Grid-Appliace posted: Jun 5, 2006 12:31 AM

Click to view VMTN Admin's profile Expert 1,468 posts since
May 10, 2006
http://www.vmware.com/vmtn/appliances/directory/296

Plug-and-play solution capable of building Virtual Computing Farms delivering Supercomputing powers to end-users on their system

Re: Grid-Appliace

1. Jun 6, 2006 6:15 PM in response to: VMTN Admin
Click to view Judge-Dredd's profile Novice 8 posts since
Jun 6, 2006
What does the appliance do and what unique value does it provide to the intended audience:
This is an interesting and appealing concept, I look forward to seeing how well it works in reality.

Innovative use of virtualization technology:
Minor. Distributed virtual clusters are an interesting use of virtualization, however I am unsure if this could actually be called innovative.

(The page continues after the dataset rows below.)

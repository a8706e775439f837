//! Header rendering.
//!
//! One `#define` line per present flag, in derivation order. Absent flags
//! produce no line.

use qconf_engine::{ConfigurationSet, FlagValue, Scope};
use qconf_facts::PlatformFacts;

/// Render the flags of one scope as a C header body.
pub fn render_header(set: &ConfigurationSet, scope: Scope, banner: Option<&str>) -> String {
    let mut text = String::new();
    if let Some(banner) = banner {
        text.push_str(&format!("/* {banner} */\n"));
    }
    for flag in set.scoped(scope) {
        match &flag.value {
            FlagValue::Defined => text.push_str(&format!("#define {}\n", flag.name)),
            FlagValue::Int(n) => text.push_str(&format!("#define {} {n}\n", flag.name)),
            FlagValue::Str(s) => {
                text.push_str(&format!("#define {} \"{}\"\n", flag.name, escape_c(s)))
            }
        }
    }
    text
}

/// The per-host header, `config-host.h`.
pub fn host_header(set: &ConfigurationSet) -> String {
    render_header(
        set,
        Scope::Host,
        Some("This file was autogenerated by 'qconf'"),
    )
}

/// The per-target header, `target-<arch>/config.h`.
pub fn target_header(set: &ConfigurationSet, facts: &PlatformFacts) -> String {
    let banner = format!("{}-specific configuration", facts.target_arch());
    render_header(set, Scope::Target, Some(&banner))
}

fn escape_c(s: &str) -> String {
    let mut out = String::with_capacity(s.len());
    for c in s.chars() {
        match c {
            '"' => out.push_str("\\\""),
            '\\' => out.push_str("\\\\"),
            '\n' => out.push_str("\\n"),
            '\t' => out.push_str("\\t"),
            '\r' => out.push_str("\\r"),
            // Octal takes at most three digits, so a following digit is safe.
            c if c.is_ascii_control() => out.push_str(&format!("\\{:03o}", c as u32)),
            c => out.push(c),
        }
    }
    out
}

#[cfg(test)]
mod tests {
    use super::*;
    use qconf_facts::{collect, RawEnvironment};

    fn derive(host: &str, arch: &str, target: &str) -> (PlatformFacts, ConfigurationSet) {
        let facts = collect(&RawEnvironment::new(host, arch, target)).unwrap();
        let set = qconf_engine::derive(&facts);
        (facts, set)
    }

    #[test]
    fn linux_ppc64_host_header() {
        let (_, set) = derive("linux", "ppc64", "x86");
        let expected = "\
/* This file was autogenerated by 'qconf' */
#define CONFIG_QEMU_SHAREDIR \"/usr/local/share/qemu\"
#define CONFIG_BYTESWAP_H
#define CONFIG_FNMATCH
#define CONFIG_GDBSTUB
#define CONFIG_SLIRP
#define CONFIG_SKINS
#define CONFIG_TRACE
#define CONFIG_POSIX
#define CONFIG_KVM_GS_RESTORE
#define CONFIG_IOVEC
#define QEMU_VERSION \"0.10.50\"
#define QEMU_PKGVERSION \"Android\"
#define CONFIG_ANDROID
#define HOST_LONG_BITS 64
#define HOST_WORDS_BIGENDIAN
#define CONFIG_LINUX
#define HOST_PPC
#define CONFIG_FDATASYNC
#define CONFIG_MADVISE
#define CONFIG_NAND_LIMITS
#define CONFIG_ANDROID_OPENGLES
";
        assert_eq!(host_header(&set), expected);
    }

    #[test]
    fn x86_target_header_on_ppc_host() {
        let (facts, set) = derive("linux", "ppc64", "x86");
        assert_eq!(
            target_header(&set, &facts),
            "/* x86-specific configuration */\n#define TARGET_I386\n"
        );
    }

    #[test]
    fn x86_target_header_on_x86_linux_host() {
        let (facts, set) = derive("linux", "x86_64", "x86");
        assert_eq!(
            target_header(&set, &facts),
            "/* x86-specific configuration */\n#define TARGET_I386\n#define CONFIG_KVM\n"
        );
    }

    #[test]
    fn windows_host_header_omits_absent_flags() {
        let (_, set) = derive("windows", "i686", "x86");
        let header = host_header(&set);
        assert!(header.contains("#define HOST_LONG_BITS 32\n"));
        assert!(header.contains("#define CONFIG_WIN32\n"));
        assert!(!header.contains("HOST_WORDS_BIGENDIAN"));
        assert!(!header.contains("CONFIG_FDATASYNC"));
        assert!(!header.contains("CONFIG_KVM"));
    }

    #[test]
    fn no_banner() {
        let (_, set) = derive("darwin", "x86_64", "x86_64");
        assert_eq!(
            render_header(&set, Scope::Target, None),
            "#define TARGET_X86_64\n#define CONFIG_HAX\n"
        );
    }

    #[test]
    fn strings_are_escaped() {
        let mut raw = RawEnvironment::new("linux", "x86_64", "arm");
        raw.product_label = "Say \"hi\"".into();
        let set = qconf_engine::derive(&collect(&raw).unwrap());
        assert!(host_header(&set).contains("#define QEMU_PKGVERSION \"Say \\\"hi\\\"\"\n"));
    }

    #[test]
    fn control_characters_are_escaped() {
        assert_eq!(escape_c("a\tb\r\n"), "a\\tb\\r\\n");
        assert_eq!(escape_c("x\u{1b}1"), "x\\0331");
        assert_eq!(escape_c("\u{7f}"), "\\177");

        let mut raw = RawEnvironment::new("linux", "x86_64", "arm");
        raw.share_dir = Some("/srv/\remu".into());
        let header = host_header(&qconf_engine::derive(&collect(&raw).unwrap()));
        assert!(header.contains("#define CONFIG_QEMU_SHAREDIR \"/srv/\\remu\"\n"));
        assert!(!header.contains('\r'));
    }
}
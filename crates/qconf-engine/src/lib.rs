//! Configuration derivation engine.
//!
//! Maps validated [`PlatformFacts`] to a [`ConfigurationSet`] by evaluating
//! an ordered rule table:
//! - **Host rules:** universal flags, word size, byte order, OS family,
//!   CPU architecture, storage capabilities, GPU passthrough
//! - **Target rules:** target marker and hypervisor acceleration
//!
//! Derivation is pure: no I/O, no global state, and identical facts always
//! produce identical sets.

pub mod engine;
pub mod error;
pub mod exclusion;
pub mod flag;
pub mod names;
pub mod rules;

pub use engine::{derive, Engine};
pub use error::DeriveError;
pub use flag::{ConfigurationSet, Flag, FlagValue, Scope};
pub use rules::{Category, Rule, RuleTable};

pub use qconf_facts::PlatformFacts;
//! Build host detection.
//!
//! The derivation core never reads the environment; this is where the CLI
//! turns the running machine into raw identifiers for it.

/// Host OS and CPU names for the machine running `qconf`.
///
/// Names are returned raw; an unsupported host is rejected later by
/// `collect`, not here.
pub fn build_host() -> (String, String) {
    let os = match std::env::consts::OS {
        "macos" => "darwin",
        other => other,
    };
    (os.to_string(), host_arch_name(std::env::consts::ARCH, cfg!(target_endian = "big")))
}

/// Spell a CPU name so that it also carries the byte order.
fn host_arch_name(arch: &str, big_endian: bool) -> String {
    let name = match (arch, big_endian) {
        ("powerpc64", false) => "ppc64le",
        ("aarch64", true) => "aarch64_be",
        ("arm", true) => "armeb",
        ("mips", false) => "mipsel",
        (other, _) => other,
    };
    name.to_string()
}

Size of the appliance relative to functionality and performance:
At over 1GB this appliance seems very large and I don't believe that it provides enough functionality to justify this size. Could a sub 100MB version be built?

Comments:
In general, appliances should not require the user to access the command line, however my understanding is that the purpose of this appliance is to run command line programs on the virtual super computer thus necessitating use of the command line. Although I am interested in trying out this appliance the size would probably deter me from downloading it. I feel that this concept could be better implemented in a smaller and more user friendly appliance.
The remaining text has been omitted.